Delia Juanita Warrick (September 25, 1942 – October 18, 2008), known professionally as Dee Dee Warwick, was an American soul singer. Born in Newark, New Jersey, she was the sister of singer Dionne Warwick, the niece of Cissy Houston, and a first cousin of singers Whitney Houston and Leontyne Price.

Early life
Warwick was born in East Orange, New Jersey, to Mancel Warrick (1911–1977), who began his career as a Pullman porter and subsequently became a chef, a gospel record promoter for Chess Records and later a Certified Public Accountant; and Lee Drinkard-Warrick (1920–2005), manager of The Drinkard Singers.  Warwick had one sister, Dionne Warwick, and a brother, Mancel Jr, who was killed in an accident in 1968 at the age of 21.. She was of African-American, Native American, and Dutch descent.  Warwick graduated from East Orange High School in 1960.

Early career
Dee Dee Warwick sang with her sister Dionne Warwick and their aunt Cissy Houston in the New Hope Baptist Church Choir in Newark, New Jersey: eventually the three women formed the gospel trio the Gospelaires, who often performed with The Drinkard Singers, Warwick being a member of both groups.

At a performance by the Gospelaires with the Drinkard Singers at the Apollo Theater in 1959, the Warwick sisters were recruited by a record producer for session work and Dionne and Dee Dee Warwick, along with Doris Troy, subsequently became a prolific New York City area session singing team.

Dee Dee Warwick began to dabble in a solo career in 1963 cutting what is reportedly the earliest version of "You're No Good" for Jubilee Records, produced by Jerry Leiber and Mike Stoller, who later recorded Warwick on their own Tiger label with the 1964 single "Don't Think My Baby's Coming Back". In 1964 Warwick recorded a version of "I (Who Have Nothing)" for a tiny Buffalo, NY label (Hurd) - although the song's lyric was written by Leiber and Stoller, the duo did not participate in Warwick's recording - and Warwick also recorded as a member of Allison Gary and the Burners (as did Cissy Houston) with a release on Royo entitled "Darling".

Warwick made her network TV debut performing the gospel song "Children, Go Where I Send Thee" with her sister Dionne on NBC's Hullabaloo, which aired on March 30, 1965.  Warwick also performed on Shivaree, which aired on July 17, 1965; she sang "We're Doing Fine" and "I Want to Be with You".

Mercury recordings
In 1965, Warwick signed with Mercury Records, where she recorded with producer Ed Townsend for their subsidiary Blue Rock label, reaching the R&B Top 30 with "We're Doing Fine". It was on the Mercury label in 1966, that she had her biggest hit with "I Want to Be with You" from the Broadway show Golden Boy, a number 9 R&B hit, which just missed the pop Top 40 at number 41 (Nancy Wilson had reached number 54 with her version entitled "I Wanna Be with You" in 1964).

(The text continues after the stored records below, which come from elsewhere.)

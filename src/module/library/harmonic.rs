use crate::fetch_quantities;
use crate::module::{Module, ModuleDefinition, ModuleKind, ModuleOutput};
use crate::{QuantityMap, SimError};

/// Undamped mass on a spring
///
/// - d(position)/dt = velocity
/// - d(velocity)/dt = -spring_constant * position / mass
#[derive(Default)]
pub struct HarmonicOscillator;

impl ModuleDefinition for HarmonicOscillator {
    const NAME: &'static str = "harmonic_oscillator";
    const KIND: ModuleKind = ModuleKind::Derivative;
    const INPUTS: &'static [&'static str] = &["mass", "spring_constant", "position", "velocity"];
    const OUTPUTS: &'static [&'static str] = &["position", "velocity"];
}

impl Module for HarmonicOscillator {
    fn run(&self, q: &QuantityMap, out: &mut ModuleOutput<'_>) -> Result<(), SimError> {
        fetch_quantities!(q, mass, spring_constant, position, velocity);

        out.update("position", velocity)?;
        out.update("velocity", -spring_constant * position / mass)
    }
}

/// Kinetic, elastic and total energy of a [HarmonicOscillator]
#[derive(Default)]
pub struct HarmonicEnergy;

impl ModuleDefinition for HarmonicEnergy {
    const NAME: &'static str = "harmonic_energy";
    const KIND: ModuleKind = ModuleKind::SteadyState;
    const INPUTS: &'static [&'static str] = &["mass", "spring_constant", "position", "velocity"];
    const OUTPUTS: &'static [&'static str] = &["kinetic_energy", "spring_energy", "total_energy"];
}

impl Module for HarmonicEnergy {
    fn run(&self, q: &QuantityMap, out: &mut ModuleOutput<'_>) -> Result<(), SimError> {
        fetch_quantities!(q, mass, spring_constant, position, velocity);

        let kinetic = 0.5 * mass * velocity * velocity;
        let spring = 0.5 * spring_constant * position * position;

        out.update("kinetic_energy", kinetic)?;
        out.update("spring_energy", spring)?;
        out.update("total_energy", kinetic + spring)
    }
}

#[cfg(test)]
mod tests {
    use super::*;
    use crate::module::{evaluate_module, Creator};
    use approx::assert_relative_eq;

    #[test]
    fn test_energy_partition() {
        let q = QuantityMap::from([
            ("mass", 2.0),
            ("spring_constant", 8.0),
            ("position", 0.5),
            ("velocity", 3.0),
        ]);
        let out = evaluate_module(&Creator::<HarmonicEnergy>::new(), &q).unwrap();
        assert_relative_eq!(out.get("kinetic_energy").unwrap(), 9.0);
        assert_relative_eq!(out.get("spring_energy").unwrap(), 1.0);
        assert_relative_eq!(out.get("total_energy").unwrap(), 10.0);
    }

    #[test]
    fn test_oscillator_at_rest_at_origin() {
        let q = QuantityMap::from([
            ("mass", 1.0),
            ("spring_constant", 1.0),
            ("position", 0.0),
            ("velocity", 0.0),
        ]);
        let out = evaluate_module(&Creator::<HarmonicOscillator>::new(), &q).unwrap();
        assert_eq!(out.get("position").unwrap(), 0.0);
        assert_eq!(out.get("velocity").unwrap(), 0.0);
    }
}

The follow-up single was the original version of "I'm Gonna Make You Love Me" which, peaking at number 13 R&B and number 88 Pop, was not Warwick's biggest hit, but became her best known number by virtue of its later success as a duet between Diana Ross and The Supremes and The Temptations.

Warwick was regarded as one of the first openly lesbian performers within the music industry.

Atco recordings
Warwick continued to record for Mercury through the late 1960s. Although her occasional success in the R&B field—notably the 1969 Ed Townsend production of Foolish Fool—was enough for the label to wish to re-sign her in 1970, she signed with Atco at the invitation of Atlantic Records president Jerry Wexler himself, Wexler having admired Warwick's early session work.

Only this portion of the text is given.